======== RAW DATA
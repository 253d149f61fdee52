//! Action records, the id counter and per-holder cast records.

use common::{info_hash, Action, ActionInfo, GovernanceError};
use soroban_sdk::{symbol_short, Address, Env, Symbol};

// ── Storage key prefixes ─────────────────────────────────────────────────────

const ACTION_CTR: Symbol = symbol_short!("ACT_CTR");
const ACTION: Symbol = symbol_short!("ACT");
const APPROVED: Symbol = symbol_short!("APPR");
const DISAPPROVED: Symbol = symbol_short!("DISAPPR");

// TTL: ~60 days at 5s/ledger
const TTL_THRESHOLD: u32 = 1_036_800;
const TTL_EXTEND_TO: u32 = 2_073_600;

// ── Counter ──────────────────────────────────────────────────────────────────

pub(crate) fn count(env: &Env) -> u64 {
    env.storage().instance().get(&ACTION_CTR).unwrap_or(0u64)
}

/// Claim the next sequential id. Ids start at zero.
pub(crate) fn next_id(env: &Env) -> Result<u64, GovernanceError> {
    let id = count(env);
    let next = id.checked_add(1).ok_or(GovernanceError::InvalidInput)?;
    env.storage().instance().set(&ACTION_CTR, &next);
    Ok(id)
}

// ── Action records ───────────────────────────────────────────────────────────

fn action_key(id: u64) -> (Symbol, u64) {
    (ACTION, id)
}

pub(crate) fn store(env: &Env, id: u64, action: &Action) {
    let key = action_key(id);
    env.storage().persistent().set(&key, action);
    env.storage()
        .persistent()
        .extend_ttl(&key, TTL_THRESHOLD, TTL_EXTEND_TO);
}

pub(crate) fn load(env: &Env, id: u64) -> Option<Action> {
    env.storage().persistent().get(&action_key(id))
}

/// Load the record for `info.id` and check `info` against its commitment.
pub(crate) fn load_verified(env: &Env, info: &ActionInfo) -> Result<Action, GovernanceError> {
    let action = load(env, info.id).ok_or(GovernanceError::ActionNotFound)?;
    if info_hash(env, info) != action.info_hash {
        return Err(GovernanceError::InfoHashMismatch);
    }
    Ok(action)
}

// ── Cast records ─────────────────────────────────────────────────────────────

fn cast_key(prefix: Symbol, action_id: u64, policyholder: &Address) -> (Symbol, u64, Address) {
    (prefix, action_id, policyholder.clone())
}

fn record(env: &Env, key: &(Symbol, u64, Address)) {
    env.storage().persistent().set(key, &true);
    env.storage()
        .persistent()
        .extend_ttl(key, TTL_THRESHOLD, TTL_EXTEND_TO);
}

pub(crate) fn has_approved(env: &Env, action_id: u64, policyholder: &Address) -> bool {
    env.storage()
        .persistent()
        .has(&cast_key(APPROVED, action_id, policyholder))
}

pub(crate) fn has_disapproved(env: &Env, action_id: u64, policyholder: &Address) -> bool {
    env.storage()
        .persistent()
        .has(&cast_key(DISAPPROVED, action_id, policyholder))
}

pub(crate) fn record_approval(env: &Env, action_id: u64, policyholder: &Address) {
    record(env, &cast_key(APPROVED, action_id, policyholder));
}

pub(crate) fn record_disapproval(env: &Env, action_id: u64, policyholder: &Address) {
    record(env, &cast_key(DISAPPROVED, action_id, policyholder));
}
================
» EXERCISE AIM
Reproduce only the lines above, starting at the line with "Storage key prefixes" and ending at the line with "let id = count(env);", exactly as written.

» RESPONSE
// ── Storage key prefixes ─────────────────────────────────────────────────────

const ACTION_CTR: Symbol = symbol_short!("ACT_CTR");
const ACTION: Symbol = symbol_short!("ACT");
const APPROVED: Symbol = symbol_short!("APPR");
const DISAPPROVED: Symbol = symbol_short!("DISAPPR");

// TTL: ~60 days at 5s/ledger
const TTL_THRESHOLD: u32 = 1_036_800;
const TTL_EXTEND_TO: u32 = 2_073_600;

// ── Counter ──────────────────────────────────────────────────────────────────

pub(crate) fn count(env: &Env) -> u64 {
    env.storage().instance().get(&ACTION_CTR).unwrap_or(0u64)
}

/// Claim the next sequential id. Ids start at zero.
pub(crate) fn next_id(env: &Env) -> Result<u64, GovernanceError> {
    let id = count(env);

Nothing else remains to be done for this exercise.